Sócio da Cuatrecasas

O Estado investe pouco no ensino universitário?

O Estado tem recursos limitados e tem feito um certo desinvestimento no ensino superior de forma transversal a todos os governos (as sucessivas crises financeiras também não ajudaram). No entanto, as Faculdades conseguiram, com o alargamento dos mestrados, ir buscar outros recursos. O que falta em Portugal, mas é cultural, é um maior investimento do setor privado, uma ligação da indústria às faculdades, à semelhança do modelo anglo-saxónico. Porque não ter empresas de energias renováveis a estudar os melhores incentivos e enquadramento para o setor (para propor ao Governo)? O Centro de Investigação de Direito Público da FDUL tem tentado ir por aí, imitando o que fez o Instituto Superior Técnico, assessorando entidades públicas e privadas no domínio da investigação científica aplicada.

De que forma as suas ‘skills‘ como professor ajudam no exercício da advocacia?

Como penso que já referi, a minha atividade docente obriga-me a manter-me constantemente “up to date” nas áreas do Direito Público, em especial Administrativo, Europeu, Constitucional, Internacional e na Arbitragem de direito público e isso tem evidentemente benefícios na prática enquanto advogado, designadamente para encontrar soluções invocadoras.

Estamos ainda com demasiados licenciados em direito?

Existe talvez um excesso, mas a licenciatura em direito tem diversas saídas, nem todas passam pela advocacia.

A universidade funciona também como forma de recrutar os melhores alunos para o seu escritório?

Os processos não muito transparentes e padronizados. Não pertenço ao comité da Cuatrecasas Portugal responsável pelo recrutamento em causa, mas o que sei é que evidentemente nos interessa captar os melhores alunos das melhores universidades. Por vezes, pontualmente, se alguém foi meu aluno podem-me perguntar opinião, mas como um mero elemento complementar.

E ensinar em plena pandemia? Como descreve a experiência?
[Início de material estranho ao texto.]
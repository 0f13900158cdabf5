//! Server event forwarding to the external analytics stream.
//!
//! Every server event is written to the Message Director's event log and
//! also handed to an [`EventSink`]. Forwarding is fire-and-forget: a sink
//! failure is logged and never reported back to the repository.

use log::{debug, warn};
use serde::Serialize;
use serde_json::{Map, Value};
use std::sync::{Arc, Mutex};

/// Event body forwarded to the analytics service.
#[derive(Debug, Clone, PartialEq, Serialize)]
pub struct TitleEvent {
    #[serde(rename = "EventName")]
    pub event_name: String,
    #[serde(rename = "Body")]
    pub body: Map<String, Value>,
}

impl TitleEvent {
    /// Analytics event names use underscores where server events use dashes.
    pub fn new(event_type: &str, body: Map<String, Value>) -> Self {
        Self {
            event_name: event_type.replace('-', "_"),
            body,
        }
    }
}

pub trait EventSink: Send {
    fn write_title_event(&self, event: TitleEvent);
}

/// Posts events to PlayFab's `Server/WriteTitleEvent` endpoint.
pub struct PlayFabSink {
    client: reqwest::Client,
    url: String,
    secret_key: String,
}

impl PlayFabSink {
    pub fn new(title_id: &str, secret_key: &str) -> Self {
        Self {
            client: reqwest::Client::new(),
            url: format!("https://{}.playfabapi.com/Server/WriteTitleEvent", title_id),
            secret_key: secret_key.to_string(),
        }
    }

    pub fn url(&self) -> &str {
        &self.url
    }
}

impl EventSink for PlayFabSink {
    fn write_title_event(&self, event: TitleEvent) {
        let handle = match tokio::runtime::Handle::try_current() {
            Ok(handle) => handle,
            Err(_) => {
                warn!(
                    "No async runtime available, dropping title event {}",
                    event.event_name
                );
                return;
            }
        };

        let request = self
            .client
            .post(&self.url)
            .header("X-SecretKey", &self.secret_key)
            .json(&event);
        let event_name = event.event_name;

        handle.spawn(async move {
            match request.send().await {
                Ok(response) if response.status().is_success() => {
                    debug!("Title event {} accepted", event_name);
                }
                Ok(response) => {
                    warn!(
                        "Title event {} rejected with status {}",
                        event_name,
                        response.status()
                    );
                }
                Err(e) => warn!("Failed to forward title event {}: {}", event_name, e),
            }
        });
    }
}

/// Drops every event. Used when no analytics title is configured.
#[derive(Debug, Default, Clone, Copy)]
pub struct NullSink;

impl EventSink for NullSink {
    fn write_title_event(&self, event: TitleEvent) {
        debug!("Analytics disabled, skipping title event {}", event.event_name);
    }
}

/// Keeps every event in memory; clones share the same buffer.
#[derive(Debug, Default, Clone)]
pub struct RecordingSink {
    events: Arc<Mutex<Vec<TitleEvent>>>,
}

impl RecordingSink {
    pub fn new() -> Self {
        Self::default()
    }

    pub fn events(&self) -> Vec<TitleEvent> {
        self.events
            .lock()
            .map(|events| events.clone())
            .unwrap_or_default()
    }
}

impl EventSink for RecordingSink {
    fn write_title_event(&self, event: TitleEvent) {
        if let Ok(mut events) = self.events.lock() {
            events.push(event);
        }
    }
}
Foi um grande desafio, e tivemos todos de nos adaptar num prazo muito curto, quer no ensino, quer na advocacia. O zoom e o teams deram uma grande ajuda. O desafio foi a diferentes níveis, as aulas teóricas, que passaram a ser gravadas, impuseram um grande nível de exigência, as aulas teórico-práticas colocaram desafios pedagógicos relevantes. Mas toda a comunidade académica se soube adaptar, e os alunos, em particular, reagiram bem, mesmo no difícil domínio das provas académicas e da avaliação. Tudo correu bem no geral.